Apr 3, 2026 | Legal Insights, Legal Updates

Introduction

The National Bank of Ethiopia has issued Directive No. SIB/63/2026 (the “Directive”), dated 26 March 2026, under its mandate in the Insurance Business Proclamation No. 746/2012 (as amended). The Directive establishes a revised regulatory framework governing persons with significant influence in insurance companies and replaces Directive No. SIB/32/2012 in its entirety. It sets out clearer, stricter, and more enforceable standards on qualification, governance, and accountability.

Executive Summary
Directive No. SIB/63/2026 introduces a more disciplined and clearly defined regulatory framework for individuals in positions of significant influence within insurance companies. It raises qualification and experience thresholds, formalizes governance expectations, and introduces structural changes to leadership roles. The overall direction is geared towards greater accountability, stronger leadership standards, and a move toward a more predictable and enforceable regulatory environment.

1. Overview of the Reform

The Directive marks a decisive shift from flexible, principle-based regulation toward a structured, competency-driven regime. It introduces defined thresholds for education, experience, and leadership, signaling a stronger emphasis on measurable fitness and propriety.

⦁ Board of Directors
The Directive raises the baseline for board membership by requiring all directors to hold higher education qualifications and at least five years of relevant professional experience. It removes prior ambiguity around “adequate experience” and replaces it with clear, enforceable standards.

Governance expectations are further strengthened through mandatory board diversity. Insurance companies must now ensure gender representation, with at least two female directors and no single-gender boards permitted.

In addition, the Directive formally introduces independent directors as a distinct category. These individuals must hold a master’s degree, have at least ten years of experience in finance or academia, and may include foreign nationals; expanding both expertise and independence at board level.
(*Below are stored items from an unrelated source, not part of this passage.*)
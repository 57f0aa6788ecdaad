// This file is part of rastercore.
// Copyright (C) 2024 the rastercore authors
//
// rastercore is free software: you can redistribute it and/or modify
// it under the terms of the GNU General Public License as published by
// the Free Software Foundation, either version 3 of the License, or
// (at your option) any later version.
//
// rastercore is distributed in the hope that it will be useful,
// but WITHOUT ANY WARRANTY; without even the implied warranty of
// MERCHANTABILITY or FITNESS FOR A PARTICULAR PURPOSE.  See the
// GNU General Public License for more details.
//
// You should have received a copy of the GNU General Public License
// along with rastercore.  If not, see <https://www.gnu.org/licenses/>.


//! Swapping tile stores out of memory.
//!
//! Swapped stores are written as RLE compressed hierarchies into an
//! anonymous temporary file, which the operating system deletes once
//! it is closed. Space given back by `swap_in` is reused by later
//! swap-outs, and a free tail is truncated.

use std::fs::File;
use std::io::{Cursor, Read, Seek, SeekFrom, Write};

use tracing::debug;

use super::hierarchy::{read_hierarchy, write_hierarchy};
use super::{Compression, LoadOptions};
use crate::paint::tilestore::TileStore;
use crate::{RasterError, Result};

pub struct SwapFile {
    file: File,
    end: u64,

    /// Released extents as (offset, length), sorted and never adjacent
    free: Vec<(u64, u64)>,
}

/// A handle to a tile store that currently lives in a swap file.
///
/// It holds no pixel memory of its own.
#[derive(Debug)]
pub struct SwappedTiles {
    width: u32,
    height: u32,
    bpp: u32,
    offset: u64,
    len: u64,
}

impl SwapFile {
    pub fn new() -> Result<SwapFile> {
        Ok(SwapFile {
            file: tempfile::tempfile()?,
            end: 0,
            free: Vec::new(),
        })
    }

    /// Size of the swap file, including released space not yet reused
    pub fn len(&self) -> u64 {
        self.end
    }

    pub fn is_empty(&self) -> bool {
        self.end == 0
    }

    // First fit from the free list, else grow the file
    fn allocate(&mut self, len: u64) -> u64 {
        match self.free.iter().position(|&(_, l)| l >= len) {
            Some(i) => {
                let (offset, l) = self.free[i];
                if l == len {
                    self.free.remove(i);
                } else {
                    self.free[i] = (offset + len, l - len);
                }
                offset
            }
            None => {
                let offset = self.end;
                self.end += len;
                offset
            }
        }
    }

    fn release(&mut self, offset: u64, len: u64) -> Result<()> {
        let i = self.free.partition_point(|&(o, _)| o < offset);
        self.free.insert(i, (offset, len));
        if i + 1 < self.free.len() && offset + len == self.free[i + 1].0 {
            self.free[i].1 += self.free[i + 1].1;
            self.free.remove(i + 1);
        }
        if i > 0 && self.free[i - 1].0 + self.free[i - 1].1 == offset {
            self.free[i - 1].1 += self.free[i].1;
            self.free.remove(i);
        }

        if let Some(&(o, l)) = self.free.last() {
            if o + l == self.end {
                self.free.pop();
                self.end = o;
                self.file.set_len(o)?;
            }
        }
        Ok(())
    }
}

/// Write a tile store to the swap file and release its memory
pub fn swap_out(store: TileStore, swap: &mut SwapFile) -> Result<SwappedTiles> {
    // Hierarchy pointers are relative to the start of the block
    let mut block = Cursor::new(Vec::new());
    write_hierarchy(&mut block, &store, Compression::Rle)?;
    let block = block.into_inner();
    let len = block.len() as u64;

    let offset = swap.allocate(len);
    swap.file.seek(SeekFrom::Start(offset))?;
    swap.file.write_all(&block)?;

    debug!(
        "Swapped out {}x{} store ({} bytes at {})",
        store.width(),
        store.height(),
        len,
        offset
    );
    Ok(SwappedTiles {
        width: store.width(),
        height: store.height(),
        bpp: store.bpp(),
        offset,
        len,
    })
}

impl SwappedTiles {
    pub fn width(&self) -> u32 {
        self.width
    }

    pub fn height(&self) -> u32 {
        self.height
    }

    /// Size of the swapped data in the swap file
    pub fn swapped_len(&self) -> u64 {
        self.len
    }

    /// Read the tile store back from the swap file.
    ///
    /// The space it took is released even if reading fails.
    pub fn swap_in(self, swap: &mut SwapFile) -> Result<TileStore> {
        let mut block = vec![0; self.len as usize];
        let read = swap
            .file
            .seek(SeekFrom::Start(self.offset))
            .and_then(|_| swap.file.read_exact(&mut block));
        swap.release(self.offset, self.len)?;
        read?;

        let store = read_hierarchy(&mut Cursor::new(block), Compression::Rle, &LoadOptions::default())?;
        if store.width() != self.width || store.height() != self.height || store.bpp() != self.bpp {
            return Err(RasterError::corrupt("swapped store changed size"));
        }
        Ok(store)
    }
}

impl TileStore {
    /// Move this store's content into a swap file
    pub fn swap_out(self, swap: &mut SwapFile) -> Result<SwappedTiles> {
        swap_out(self, swap)
    }
}

#[cfg(test)]
mod tests {
    use super::*;

    #[test]
    fn test_swap_roundtrip() {
        let mut swap = SwapFile::new().unwrap();
        let mut a = TileStore::new(100, 80, 4).unwrap();
        a.fill(&[1, 2, 3, 4]);
        a.set_pixel_at(99, 79, &[9, 9, 9, 9]);
        let b = TileStore::new(10, 10, 1).unwrap();

        let a_copy = a.clone();
        let swapped_a = a.swap_out(&mut swap).unwrap();
        let swapped_b = b.swap_out(&mut swap).unwrap();
        assert!(swap.len() > swapped_a.swapped_len());

        // Swap in out of order
        let b = swapped_b.swap_in(&mut swap).unwrap();
        assert!(b.is_blank());
        let a = swapped_a.swap_in(&mut swap).unwrap();
        assert_eq!(a, a_copy);
        assert!(swap.is_empty());
    }

    #[test]
    fn test_space_is_reused() {
        let mut swap = SwapFile::new().unwrap();
        let mut a = TileStore::new(100, 80, 4).unwrap();
        a.fill(&[1, 2, 3, 4]);
        let b = TileStore::new(10, 10, 1).unwrap();

        let swapped_a = a.clone().swap_out(&mut swap).unwrap();
        let swapped_b = b.swap_out(&mut swap).unwrap();
        let full = swap.len();

        // The front extent is free but the file cannot shrink yet
        assert_eq!(swapped_a.swap_in(&mut swap).unwrap(), a);
        assert_eq!(swap.len(), full);

        let swapped_a = a.clone().swap_out(&mut swap).unwrap();
        assert_eq!(swap.len(), full);

        let b_len = swapped_b.swapped_len();
        assert!(swapped_b.swap_in(&mut swap).unwrap().is_blank());
        assert_eq!(swap.len(), full - b_len);

        assert_eq!(swapped_a.swap_in(&mut swap).unwrap(), a);
        assert!(swap.is_empty());
    }
}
⦁ Chief Executive Officer (CEO)
The requirements for CEOs have been tightened both quantitatively and qualitatively. The minimum experience threshold has increased to twelve (12) years, including at least five years in senior executive roles, reinforcing the importance of proven leadership.

While a first degree remains the baseline qualification, the Directive now recognizes advanced insurance diplomas (such as CII or equivalent) as alternative pathways. Professional certifications are also repositioned as meaningful value-enhancers rather than option credentials.

Importantly, the Directive clarifies the scope of required technical expertise by explicitly recognizing underwriting, claims, and reinsurance as core areas of competence for CEOs of composite insurers.

⦁ Senior Executive Officers (SEOs)
A notable structural reform is the classification of SEOs based on reporting lines. Senior executives reporting directly to the CEO are subject to higher thresholds, including ten years of insurance experience with managerial exposure and relevant functional expertise. Those reporting to the board must demonstrate eight years of experience, including managerial roles in key control and operational functions.
The Directive also streamlines regulatory approval requirements by exempting certain support functions, such as HR, IT, and finance from prior approval.

⦁ Conclusion
Directive No. SIB/63/2026 significantly elevates regulatory expectations for influential individuals in Ethiopia’s insurance sector. By introducing clear qualification standards, strengthening governance structures, and embedding diversity requirements, it reinforces the National Bank of Ethiopia’s commitment to robust oversight, institutional integrity, and sustained public confidence in the insurance industry.